→ Task details
Lines containing the word "WorkerEvent" are the ones to copy from the records below.

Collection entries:
//! push and notification_click tool implementations.

use rmcp::{ErrorData as McpError, model::CallToolResult};
use ruralcare_worker::{ClickOutcome, Notification, PushPayload, Worker, WorkerEvent, WorkerOutcome};
use schemars::JsonSchema;
use serde::{Deserialize, Serialize};

use super::json_result;
use super::lifecycle::unexpected;

/// Parameters for the push tool.
#[derive(Debug, Clone, Serialize, Deserialize, JsonSchema)]
pub struct PushParams {
    /// Push data; omit for a push without payload.
    #[serde(default)]
    pub data: Option<PushPayload>,
}

/// Output from the push tool.
#[derive(Debug, Clone, Serialize, Deserialize, JsonSchema)]
pub struct PushOutput {
    pub notification: Option<Notification>,
}

/// Parameters for the notification_click tool.
#[derive(Debug, Clone, Serialize, Deserialize, JsonSchema)]
pub struct NotificationClickParams {
    /// Clicked action ("explore", "close"), or none for the body.
    #[serde(default)]
    pub action: Option<String>,
}

pub async fn push_impl(worker: &Worker, params: PushParams) -> Result<CallToolResult, McpError> {
    match worker.dispatch(WorkerEvent::Push(params.data)).await? {
        WorkerOutcome::Notification(notification) => json_result(&PushOutput { notification }),
        other => Err(unexpected(&other)),
    }
}

pub async fn notification_click_impl(
    worker: &Worker, params: NotificationClickParams,
) -> Result<CallToolResult, McpError> {
    match worker.dispatch(WorkerEvent::NotificationClick { action: params.action }).await? {
        WorkerOutcome::Clicked(outcome) => json_result::<ClickOutcome>(&outcome),
        other => Err(unexpected(&other)),
    }
}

→ Exercise response
use ruralcare_worker::{ClickOutcome, Notification, PushPayload, Worker, WorkerEvent, WorkerOutcome};
    match worker.dispatch(WorkerEvent::Push(params.data)).await? {
    match worker.dispatch(WorkerEvent::NotificationClick { action: params.action }).await? {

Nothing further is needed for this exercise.